> [Information shown]:
<<<<

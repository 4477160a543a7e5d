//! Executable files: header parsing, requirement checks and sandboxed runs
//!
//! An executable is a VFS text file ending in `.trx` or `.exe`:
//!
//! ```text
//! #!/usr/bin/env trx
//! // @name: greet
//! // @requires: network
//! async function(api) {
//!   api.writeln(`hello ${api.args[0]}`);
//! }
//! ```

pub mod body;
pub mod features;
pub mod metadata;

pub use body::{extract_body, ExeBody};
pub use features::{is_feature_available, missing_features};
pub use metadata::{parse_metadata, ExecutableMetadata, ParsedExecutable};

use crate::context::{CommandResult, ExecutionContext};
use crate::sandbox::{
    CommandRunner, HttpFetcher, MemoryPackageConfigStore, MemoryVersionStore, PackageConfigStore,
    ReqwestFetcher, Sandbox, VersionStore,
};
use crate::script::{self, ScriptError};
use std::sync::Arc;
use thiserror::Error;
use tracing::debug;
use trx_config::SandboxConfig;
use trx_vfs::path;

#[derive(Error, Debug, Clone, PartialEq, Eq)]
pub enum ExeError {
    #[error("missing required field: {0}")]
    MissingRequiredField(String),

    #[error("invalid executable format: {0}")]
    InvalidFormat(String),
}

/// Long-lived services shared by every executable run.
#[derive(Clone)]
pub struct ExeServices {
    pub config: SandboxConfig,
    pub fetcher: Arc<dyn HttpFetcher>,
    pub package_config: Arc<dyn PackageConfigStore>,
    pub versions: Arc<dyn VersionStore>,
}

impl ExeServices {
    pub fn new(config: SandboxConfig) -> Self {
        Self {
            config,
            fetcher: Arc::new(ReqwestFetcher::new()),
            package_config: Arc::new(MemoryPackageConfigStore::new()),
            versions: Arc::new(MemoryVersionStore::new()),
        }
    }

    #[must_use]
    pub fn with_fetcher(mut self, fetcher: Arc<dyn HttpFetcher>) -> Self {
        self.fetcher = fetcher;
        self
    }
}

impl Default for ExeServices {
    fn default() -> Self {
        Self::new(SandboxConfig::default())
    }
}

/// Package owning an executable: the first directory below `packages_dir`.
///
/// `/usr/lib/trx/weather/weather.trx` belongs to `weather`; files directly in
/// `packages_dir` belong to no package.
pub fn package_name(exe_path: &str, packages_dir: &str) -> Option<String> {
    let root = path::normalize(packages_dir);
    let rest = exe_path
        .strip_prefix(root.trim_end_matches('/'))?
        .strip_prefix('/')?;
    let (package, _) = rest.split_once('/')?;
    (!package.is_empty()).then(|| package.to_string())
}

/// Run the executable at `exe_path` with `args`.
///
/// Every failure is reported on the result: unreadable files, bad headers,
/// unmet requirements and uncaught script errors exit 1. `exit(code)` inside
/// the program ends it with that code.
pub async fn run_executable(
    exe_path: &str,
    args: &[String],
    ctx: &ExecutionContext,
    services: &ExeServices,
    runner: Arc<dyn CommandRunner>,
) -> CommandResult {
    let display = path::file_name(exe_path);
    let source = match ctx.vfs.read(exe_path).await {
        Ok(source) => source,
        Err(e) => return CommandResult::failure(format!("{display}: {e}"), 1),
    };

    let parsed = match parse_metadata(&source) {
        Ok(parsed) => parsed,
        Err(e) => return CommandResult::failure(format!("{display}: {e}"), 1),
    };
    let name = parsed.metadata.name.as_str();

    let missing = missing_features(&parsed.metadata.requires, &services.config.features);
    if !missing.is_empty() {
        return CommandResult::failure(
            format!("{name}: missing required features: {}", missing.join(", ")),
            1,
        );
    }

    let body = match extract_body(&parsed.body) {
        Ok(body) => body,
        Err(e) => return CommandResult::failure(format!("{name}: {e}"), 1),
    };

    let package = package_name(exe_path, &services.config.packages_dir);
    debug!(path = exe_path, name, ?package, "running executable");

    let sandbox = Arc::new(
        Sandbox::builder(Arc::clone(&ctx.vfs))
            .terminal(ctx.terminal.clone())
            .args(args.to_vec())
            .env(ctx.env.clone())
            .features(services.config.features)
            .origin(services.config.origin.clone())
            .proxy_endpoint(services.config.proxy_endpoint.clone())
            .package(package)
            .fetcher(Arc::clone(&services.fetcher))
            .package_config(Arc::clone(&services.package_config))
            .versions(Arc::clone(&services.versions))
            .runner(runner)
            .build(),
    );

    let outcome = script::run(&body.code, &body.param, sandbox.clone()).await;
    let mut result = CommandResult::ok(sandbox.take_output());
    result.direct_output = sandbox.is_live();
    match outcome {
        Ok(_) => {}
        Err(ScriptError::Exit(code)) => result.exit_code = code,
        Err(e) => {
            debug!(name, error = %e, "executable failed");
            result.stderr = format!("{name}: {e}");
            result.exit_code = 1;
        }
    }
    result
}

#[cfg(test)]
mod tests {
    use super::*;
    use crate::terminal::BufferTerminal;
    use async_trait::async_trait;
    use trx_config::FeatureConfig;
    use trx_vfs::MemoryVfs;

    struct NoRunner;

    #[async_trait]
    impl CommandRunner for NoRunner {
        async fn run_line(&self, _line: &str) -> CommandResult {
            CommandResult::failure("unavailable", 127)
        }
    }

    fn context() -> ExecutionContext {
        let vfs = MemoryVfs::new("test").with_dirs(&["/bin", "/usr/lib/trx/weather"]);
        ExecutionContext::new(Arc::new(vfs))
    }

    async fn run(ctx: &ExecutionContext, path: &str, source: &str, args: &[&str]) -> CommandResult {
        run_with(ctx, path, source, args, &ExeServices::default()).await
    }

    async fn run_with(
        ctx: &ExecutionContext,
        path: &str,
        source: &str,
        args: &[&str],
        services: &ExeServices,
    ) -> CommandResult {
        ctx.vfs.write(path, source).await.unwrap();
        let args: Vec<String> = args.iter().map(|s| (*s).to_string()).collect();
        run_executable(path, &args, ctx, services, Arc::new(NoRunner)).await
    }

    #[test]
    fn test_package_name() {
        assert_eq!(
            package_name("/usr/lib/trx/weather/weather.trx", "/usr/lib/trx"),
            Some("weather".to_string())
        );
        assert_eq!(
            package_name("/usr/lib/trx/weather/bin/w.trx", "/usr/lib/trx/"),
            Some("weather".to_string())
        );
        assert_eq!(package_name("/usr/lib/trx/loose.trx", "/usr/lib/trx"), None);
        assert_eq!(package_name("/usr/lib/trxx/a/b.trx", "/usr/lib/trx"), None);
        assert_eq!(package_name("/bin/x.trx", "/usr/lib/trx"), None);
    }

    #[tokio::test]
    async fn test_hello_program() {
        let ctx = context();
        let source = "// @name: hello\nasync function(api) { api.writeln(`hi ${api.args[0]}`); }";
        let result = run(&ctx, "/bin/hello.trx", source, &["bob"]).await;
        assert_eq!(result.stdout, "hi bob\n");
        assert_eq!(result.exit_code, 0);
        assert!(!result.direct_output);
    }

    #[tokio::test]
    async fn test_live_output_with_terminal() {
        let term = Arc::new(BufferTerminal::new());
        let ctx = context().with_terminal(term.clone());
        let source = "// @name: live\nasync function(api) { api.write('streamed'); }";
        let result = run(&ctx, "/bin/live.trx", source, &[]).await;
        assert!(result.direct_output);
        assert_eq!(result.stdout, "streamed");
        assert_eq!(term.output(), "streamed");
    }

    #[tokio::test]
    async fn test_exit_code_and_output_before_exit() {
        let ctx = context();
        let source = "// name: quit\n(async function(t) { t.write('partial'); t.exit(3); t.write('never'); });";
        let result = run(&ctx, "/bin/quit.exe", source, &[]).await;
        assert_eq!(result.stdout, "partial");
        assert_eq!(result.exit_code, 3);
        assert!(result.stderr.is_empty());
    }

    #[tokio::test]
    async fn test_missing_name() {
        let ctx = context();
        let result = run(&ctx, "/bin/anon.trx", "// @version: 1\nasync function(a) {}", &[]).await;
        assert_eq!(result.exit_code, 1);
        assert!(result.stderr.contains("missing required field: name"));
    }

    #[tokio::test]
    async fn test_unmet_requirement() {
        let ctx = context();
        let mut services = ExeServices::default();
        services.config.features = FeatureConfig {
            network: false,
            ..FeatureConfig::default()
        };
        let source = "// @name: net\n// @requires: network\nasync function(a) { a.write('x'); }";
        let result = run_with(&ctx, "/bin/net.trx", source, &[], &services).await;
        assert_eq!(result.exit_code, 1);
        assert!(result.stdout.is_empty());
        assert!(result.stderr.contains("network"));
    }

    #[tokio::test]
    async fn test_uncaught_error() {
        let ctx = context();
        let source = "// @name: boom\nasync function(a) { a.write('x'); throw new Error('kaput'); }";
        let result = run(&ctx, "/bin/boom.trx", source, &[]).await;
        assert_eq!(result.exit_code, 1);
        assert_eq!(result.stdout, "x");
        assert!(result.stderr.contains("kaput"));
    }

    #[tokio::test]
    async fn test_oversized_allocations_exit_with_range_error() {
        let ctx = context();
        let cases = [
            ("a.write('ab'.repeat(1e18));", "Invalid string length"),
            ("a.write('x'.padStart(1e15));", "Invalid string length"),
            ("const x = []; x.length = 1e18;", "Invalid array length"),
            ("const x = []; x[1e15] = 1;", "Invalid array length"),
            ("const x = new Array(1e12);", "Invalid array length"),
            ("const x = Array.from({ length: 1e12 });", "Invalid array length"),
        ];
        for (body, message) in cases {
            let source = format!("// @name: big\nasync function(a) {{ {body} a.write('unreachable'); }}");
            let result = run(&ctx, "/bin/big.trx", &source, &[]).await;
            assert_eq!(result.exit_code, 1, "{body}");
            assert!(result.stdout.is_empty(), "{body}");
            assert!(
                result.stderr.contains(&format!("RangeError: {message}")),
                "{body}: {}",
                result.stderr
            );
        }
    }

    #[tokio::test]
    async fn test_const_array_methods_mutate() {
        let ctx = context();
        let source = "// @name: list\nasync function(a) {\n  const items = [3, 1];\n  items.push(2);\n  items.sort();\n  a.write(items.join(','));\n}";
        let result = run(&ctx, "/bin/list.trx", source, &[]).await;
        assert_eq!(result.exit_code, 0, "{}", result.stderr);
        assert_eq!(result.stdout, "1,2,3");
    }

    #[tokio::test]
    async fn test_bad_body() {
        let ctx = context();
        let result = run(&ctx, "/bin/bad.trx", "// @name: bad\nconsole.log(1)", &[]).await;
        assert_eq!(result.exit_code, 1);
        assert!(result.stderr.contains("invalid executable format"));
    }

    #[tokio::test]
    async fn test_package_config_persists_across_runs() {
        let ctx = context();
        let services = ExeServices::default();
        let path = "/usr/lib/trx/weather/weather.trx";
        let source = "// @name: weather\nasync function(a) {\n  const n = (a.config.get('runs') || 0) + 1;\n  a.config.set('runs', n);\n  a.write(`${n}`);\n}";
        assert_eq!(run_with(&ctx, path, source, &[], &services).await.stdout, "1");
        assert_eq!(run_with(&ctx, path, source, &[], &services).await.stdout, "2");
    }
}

>>>>

Check each line above for the word "args" and copy the ones that have it.

//!   api.writeln(`hello ${api.args[0]}`);
/// Run the executable at `exe_path` with `args`.
    args: &[String],
            .args(args.to_vec())
    async fn run(ctx: &ExecutionContext, path: &str, source: &str, args: &[&str]) -> CommandResult {
        run_with(ctx, path, source, args, &ExeServices::default()).await
        args: &[&str],
        let args: Vec<String> = args.iter().map(|s| (*s).to_string()).collect();
        run_executable(path, &args, ctx, services, Arc::new(NoRunner)).await
        let source = "// @name: hello\nasync function(api) { api.writeln(`hi ${api.args[0]}`); }";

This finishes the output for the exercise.